I had my cup of tea and thought about what I wanted to do. I didn’t want to do anything. For some reason the thought of doing it alone did not scare me. . I didn’t feel like having a termination. Looking at the moon gave me a feeling I can’t begin to explain, as if there was a turning in my time. Of course, there were plenty of tears when the shock set in. So there were no more cans on the Spanish Arch.
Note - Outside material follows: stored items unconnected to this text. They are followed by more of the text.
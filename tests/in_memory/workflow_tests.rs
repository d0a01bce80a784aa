//! Workflow integration tests over a definition loaded from JSON.

use crate::in_memory::helpers::{Stack, actor, request, state};
use gantry::config::EngineConfig;
use gantry::task::domain::{ActorId, TaskField};
use gantry::workflow::{
    adapters::memory::RecordingDispatcher,
    domain::{
        ConditionViolation, PostAction, TransitionCondition, Workflow, WorkflowDefinition,
    },
    services::{TransitionRequest, WorkflowEngineError},
};
use rstest::{fixture, rstest};
use serde_json::json;

fn review_workflow() -> Workflow {
    let definition: WorkflowDefinition = serde_json::from_value(json!({
        "name": "code-review",
        "initial_state": "open",
        "cancel_state": "dropped",
        "states": [
            { "id": "open", "name": "Open", "category": "todo" },
            { "id": "coding", "name": "Coding", "category": "in_progress" },
            { "id": "review", "name": "Review", "category": "in_progress" },
            { "id": "merged", "name": "Merged", "category": "done" },
            { "id": "dropped", "name": "Dropped", "category": "done" }
        ],
        "transitions": [
            {
                "from": "open",
                "to": "coding",
                "conditions": [{ "type": "field_present", "field": "assignee" }],
                "post_actions": [{
                    "type": "notify",
                    "recipients": ["lead"],
                    "message": "work started"
                }]
            },
            { "from": "coding", "to": "review" },
            {
                "from": "review",
                "to": "merged",
                "required_approvals": 2,
                "allowed_roles": ["maintainer"],
                "post_actions": [{ "type": "webhook", "url": "https://ci.invalid/deploy" }]
            },
            { "from": "open", "to": "dropped" },
            { "from": "coding", "to": "dropped" },
            { "from": "review", "to": "dropped" }
        ]
    }))
    .expect("definition should deserialize");
    Workflow::new(definition).expect("definition should validate")
}

#[fixture]
fn review() -> Stack {
    Stack::new(review_workflow(), EngineConfig::default())
}

fn assignee() -> ActorId {
    ActorId::new("dev").expect("valid actor id")
}

#[rstest]
#[tokio::test(flavor = "multi_thread")]
async fn unmet_guard_is_reported_and_nothing_changes(review: Stack) {
    let task_id = review.task(request("Unassigned change")).await;

    let err = review
        .engine
        .transition_task(task_id, TransitionRequest::new(state("coding"), actor("dev")))
        .await
        .expect_err("guard should fail");

    let WorkflowEngineError::Validation(rejection) = err else {
        panic!("expected a validation error, got {err:?}");
    };
    assert!(rejection.contains(&ConditionViolation::ConditionFailed(
        TransitionCondition::FieldPresent {
            field: TaskField::Assignee
        }
    )));
    let history = review.engine.history(task_id).await.expect("history loads");
    assert_eq!(history.len(), 1);
    assert!(review.dispatcher.dispatched().is_empty());
}

#[rstest]
#[tokio::test(flavor = "multi_thread")]
async fn post_actions_receive_the_committed_transition(review: Stack) {
    let task_id = review
        .task(request("Assigned change").with_assignee(assignee()))
        .await;

    review.walk(task_id, &["coding"]).await;

    let dispatched = review.dispatcher.dispatched();
    let (action, context) = dispatched.first().expect("one action dispatched");
    assert!(matches!(action, PostAction::Notify { message, .. } if message == "work started"));
    assert_eq!(context.task_id, task_id);
    assert_eq!(context.from_status, state("open"));
    assert_eq!(context.to_status, state("coding"));
}

#[rstest]
#[tokio::test(flavor = "multi_thread")]
async fn every_violation_is_collected(review: Stack) {
    let task_id = review
        .task(request("Needs review").with_assignee(assignee()))
        .await;
    review.walk(task_id, &["coding", "review"]).await;

    let err = review
        .engine
        .transition_task(
            task_id,
            TransitionRequest::new(state("merged"), actor("dev")).with_approvals(1),
        )
        .await
        .expect_err("merge should be refused");

    let WorkflowEngineError::Validation(rejection) = err else {
        panic!("expected a validation error, got {err:?}");
    };
    assert_eq!(rejection.violated_conditions.len(), 2);
    assert!(rejection.contains(&ConditionViolation::ActorNotAllowed(assignee())));
    assert!(rejection.contains(&ConditionViolation::InsufficientApprovals {
        required: 2,
        actual: 1
    }));
}

#[rstest]
#[tokio::test(flavor = "multi_thread")]
async fn approved_merge_completes_and_locks_the_task(review: Stack) {
    let task_id = review
        .task(request("Ready change").with_assignee(assignee()))
        .await;
    review.walk(task_id, &["coding", "review"]).await;

    let outcome = review
        .engine
        .transition_task(
            task_id,
            TransitionRequest::new(state("merged"), actor("lead").with_roles(["maintainer"]))
                .with_approvals(2),
        )
        .await
        .expect("merge should succeed");

    assert!(outcome.task.completion().is_some());
    assert!(outcome.warnings.is_empty());
    let err = review
        .engine
        .cancel_task(task_id, actor("lead"))
        .await
        .expect_err("merged task is terminal");
    assert!(matches!(
        err,
        WorkflowEngineError::Validation(ref rejection)
            if rejection.contains(&ConditionViolation::TerminalState(state("merged")))
    ));
}

#[rstest]
#[tokio::test(flavor = "multi_thread")]
async fn failed_dispatch_is_a_warning_not_a_rollback() {
    let stack = Stack::with_dispatcher(
        review_workflow(),
        EngineConfig::default(),
        RecordingDispatcher::new().failing("webhook"),
    );
    let task_id = stack
        .task(request("Flaky deploy").with_assignee(assignee()))
        .await;
    stack.walk(task_id, &["coding", "review"]).await;

    let outcome = stack
        .engine
        .transition_task(
            task_id,
            TransitionRequest::new(state("merged"), actor("lead").with_roles(["maintainer"]))
                .with_approvals(3),
        )
        .await
        .expect("transition commits despite the failed action");

    assert_eq!(outcome.warnings.len(), 1);
    assert_eq!(outcome.task.status(), &state("merged"));
    let history = stack.engine.history(task_id).await.expect("history loads");
    assert_eq!(history.len(), 4);
}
No one ever talks about the birth and what it feels like. That’s because it hurts like hell. A doctor told me you don’t remember pain once it’s gone. It’s gone. There was a LOT of pain. There were a few nights in hospital. White bed sheets, white walls, white everything. Then that was that. I was walking down through the corridors with a pram with a baby in it.

They say that having a baby is hard work but you have no idea how much hard work it is until you have one. It’s none stop. My life does not even feel like my own any more. And yes sometimes the loneliness almost kills me.

As she lies in her cot looking through the window, at the stars, I can’t believe how idyllic she looks. Her lovely black hair and long eyelashes, against her brownish skin make her look like a mythical creature. There’s nothing I wouldn’t do for her. My life changed the day she decided to come into the world.